▶ [What is needed]
Search the records for the word "UnsupportedMode" and copy every line in which it occurs.

▶ [Given entries]
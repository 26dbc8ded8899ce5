//! Template executor: resolves a statement, substitutes its parameters and
//! runs it against the geometry engine.

use std::{fmt, str::FromStr, sync::Arc};

use tracing::{debug, warn};

use crate::{
    engine::{GeometryEngine, RowSet},
    error::{ProcessorError, Result},
    template::{render, TemplateSource},
};

/// How [`TemplateExecutor::run`] interprets its statement argument.
#[derive(Debug, Clone, Copy, PartialEq, Eq)]
pub enum QueryMode {
    /// The statement is the text to execute.
    Literal,
    /// The statement is a template identifier.
    Template,
}

impl QueryMode {
    pub fn as_str(&self) -> &'static str {
        match self {
            QueryMode::Literal => "literal",
            QueryMode::Template => "template",
        }
    }
}

impl FromStr for QueryMode {
    type Err = ProcessorError;

    fn from_str(s: &str) -> Result<Self> {
        match s {
            "literal" => Ok(QueryMode::Literal),
            "template" => Ok(QueryMode::Template),
            other => Err(ProcessorError::UnsupportedMode(other.to_owned())),
        }
    }
}

/// Positional statement parameter. Rendered verbatim into the statement text.
#[derive(Debug, Clone, PartialEq)]
pub enum Param {
    Text(String),
    Int(i64),
    Float(f64),
}

impl fmt::Display for Param {
    fn fmt(&self, f: &mut fmt::Formatter<'_>) -> fmt::Result {
        match self {
            Param::Text(text) => f.write_str(text),
            Param::Int(value) => write!(f, "{value}"),
            Param::Float(value) => write!(f, "{value:?}"),
        }
    }
}

impl From<&str> for Param {
    fn from(value: &str) -> Self {
        Param::Text(value.to_owned())
    }
}

impl From<String> for Param {
    fn from(value: String) -> Self {
        Param::Text(value)
    }
}

impl From<&String> for Param {
    fn from(value: &String) -> Self {
        Param::Text(value.clone())
    }
}

impl From<i32> for Param {
    fn from(value: i32) -> Self {
        Param::Int(value.into())
    }
}

impl From<u8> for Param {
    fn from(value: u8) -> Self {
        Param::Int(value.into())
    }
}

impl From<i64> for Param {
    fn from(value: i64) -> Self {
        Param::Int(value)
    }
}

impl From<f64> for Param {
    fn from(value: f64) -> Self {
        Param::Float(value)
    }
}

/// Runs literal or templated statements against a [`GeometryEngine`].
#[derive(Clone)]
pub struct TemplateExecutor {
    engine: Arc<dyn GeometryEngine>,
    templates: Option<Arc<dyn TemplateSource>>,
}

impl TemplateExecutor {
    /// Executor without a template source; only literal mode is usable.
    pub fn new(engine: Arc<dyn GeometryEngine>) -> Self {
        Self {
            engine,
            templates: None,
        }
    }

    pub fn with_templates(mut self, templates: Arc<dyn TemplateSource>) -> Self {
        self.templates = Some(templates);
        self
    }

    /// Resolves `statement` according to `mode`, substitutes `params`
    /// positionally and performs one engine round-trip.
    pub async fn run(&self, mode: QueryMode, statement: &str, params: &[Param]) -> Result<RowSet> {
        let text = match mode {
            QueryMode::Literal => statement.to_owned(),
            QueryMode::Template => {
                let templates = self.templates.as_ref().ok_or_else(|| {
                    ProcessorError::Configuration(format!(
                        "template '{statement}' requested but no template source is configured"
                    ))
                })?;
                templates.load(statement)?
            }
        };

        let rendered = render(&text, params)?;
        debug!(mode = mode.as_str(), statement = %rendered, "executing statement");

        match self.engine.execute(&rendered).await {
            Ok(rows) => Ok(RowSet::new(rows)),
            Err(err) => {
                warn!(mode = mode.as_str(), error = %err, "statement failed");
                Err(ProcessorError::Engine(err))
            }
        }
    }

    /// Shorthand for [`QueryMode::Template`].
    pub async fn run_template(&self, id: &str, params: &[Param]) -> Result<RowSet> {
        self.run(QueryMode::Template, id, params).await
    }

    /// Shorthand for [`QueryMode::Literal`].
    pub async fn run_literal(&self, statement: &str, params: &[Param]) -> Result<RowSet> {
        self.run(QueryMode::Literal, statement, params).await
    }
}

impl fmt::Debug for TemplateExecutor {
    fn fmt(&self, f: &mut fmt::Formatter<'_>) -> fmt::Result {
        f.debug_struct("TemplateExecutor")
            .field("templates", &self.templates)
            .finish_non_exhaustive()
    }
}

#[cfg(test)]
mod tests {
    use super::*;
    use crate::{engine::RecordingEngine, template::EmbeddedTemplates};

    #[test]
    fn mode_parsing_rejects_unknown_values() {
        assert_eq!("literal".parse::<QueryMode>().unwrap(), QueryMode::Literal);
        assert_eq!("template".parse::<QueryMode>().unwrap(), QueryMode::Template);
        let err = "file".parse::<QueryMode>().unwrap_err();
        assert!(matches!(err, ProcessorError::UnsupportedMode(mode) if mode == "file"));
    }

    #[test]
    fn float_params_keep_a_decimal_point() {
        assert_eq!(Param::from(0.0).to_string(), "0.0");
        assert_eq!(Param::from(2154).to_string(), "2154");
    }

    #[tokio::test]
    async fn literal_mode_substitutes_parameters() {
        let engine = Arc::new(RecordingEngine::silent());
        let executor = TemplateExecutor::new(engine.clone());

        executor
            .run_literal(r#"DROP TABLE {0}."{1}";"#, &["public".into(), "b".into()])
            .await
            .unwrap();

        assert_eq!(engine.statements(), vec![r#"DROP TABLE public."b";"#]);
    }

    #[tokio::test]
    async fn template_mode_requires_a_source() {
        let engine = Arc::new(RecordingEngine::silent());
        let executor = TemplateExecutor::new(engine.clone());

        let err = executor
            .run_template("select_srid", &["public".into(), "a".into()])
            .await
            .unwrap_err();

        assert!(matches!(err, ProcessorError::Configuration(_)));
        assert!(engine.statements().is_empty());
    }

    #[tokio::test]
    async fn template_mode_loads_and_renders() {
        let engine = Arc::new(RecordingEngine::silent());
        let executor = TemplateExecutor::new(engine.clone()).with_templates(Arc::new(EmbeddedTemplates));

        executor
            .run_template("select_srid", &["public".into(), "commune".into()])
            .await
            .unwrap();

        let statements = engine.statements();
        assert_eq!(statements.len(), 1);
        assert!(statements[0].contains("ST_SRID(geometry)"));
        assert!(statements[0].contains(r#"public."commune""#));
    }

    #[tokio::test]
    async fn engine_failures_are_wrapped() {
        let engine = Arc::new(RecordingEngine::new(|_| {
            Err(anyhow::anyhow!("relation \"x\" does not exist"))
        }));
        let executor = TemplateExecutor::new(engine);

        let err = executor.run_literal("SELECT 1;", &[]).await.unwrap_err();
        assert!(err.is_engine());
        assert!(err.to_string().contains("does not exist"));
    }
}
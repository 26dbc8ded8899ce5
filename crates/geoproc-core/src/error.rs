//! Error taxonomy of the processing engine.

use thiserror::Error;

/// Convenience alias used throughout the crate.
pub type Result<T, E = ProcessorError> = std::result::Result<T, E>;

/// Failures raised by the processing engine. None of them are retried or
/// downgraded internally; the first one aborts the enclosing operation.
#[derive(Debug, Error)]
pub enum ProcessorError {
    #[error("'{0}' is not a supported query mode; use 'literal' or 'template'")]
    UnsupportedMode(String),

    #[error("configuration error: {0}")]
    Configuration(String),

    #[error("geometry type '{0}' is not a PostGIS type (missing 'ST_' prefix)")]
    InvalidGeometryType(String),

    #[error("expected a single geometry type, found {}: [{}]", .0.len(), .0.join(", "))]
    MixedGeometryType(Vec<String>),

    #[error("geometry kind '{0}' has no known dimension")]
    UnsupportedGeometryKind(String),

    #[error("'{relation_a}' (SRID {srid_a}) and '{relation_b}' (SRID {srid_b}) do not share the same SRID")]
    SridMismatch {
        relation_a: String,
        srid_a: i32,
        relation_b: String,
        srid_b: i32,
    },

    #[error("relation '{relation}' holds several SRIDs: {srids:?}")]
    MixedSrid { relation: String, srids: Vec<i32> },

    #[error("relation '{0}' has no geometry to read an SRID from")]
    MissingSrid(String),

    #[error("'{0}' is not a valid relation kind; use 'TABLE' or 'VIEW'")]
    InvalidRelationKind(String),

    #[error("failed to drop relation '{name}'")]
    RelationDrop {
        name: String,
        #[source]
        source: Box<ProcessorError>,
    },

    #[error("invalid operation: {0}")]
    InvalidOperation(String),

    #[error("template error: {0}")]
    Template(String),

    #[error("unexpected row shape: {0}")]
    UnexpectedRow(String),

    #[error("geometry engine error: {0:#}")]
    Engine(#[source] anyhow::Error),

    #[error("operation journal error: {0:#}")]
    Journal(#[source] anyhow::Error),
}

impl ProcessorError {
    /// Returns `true` when the failure was raised by the geometry engine
    /// rather than by a precondition check.
    pub fn is_engine(&self) -> bool {
        match self {
            ProcessorError::Engine(_) => true,
            ProcessorError::RelationDrop { source, .. } => source.is_engine(),
            _ => false,
        }
    }
}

▶ [Reply to the task]
            other => Err(ProcessorError::UnsupportedMode(other.to_owned())),
        assert!(matches!(err, ProcessorError::UnsupportedMode(mode) if mode == "file"));
    UnsupportedMode(String),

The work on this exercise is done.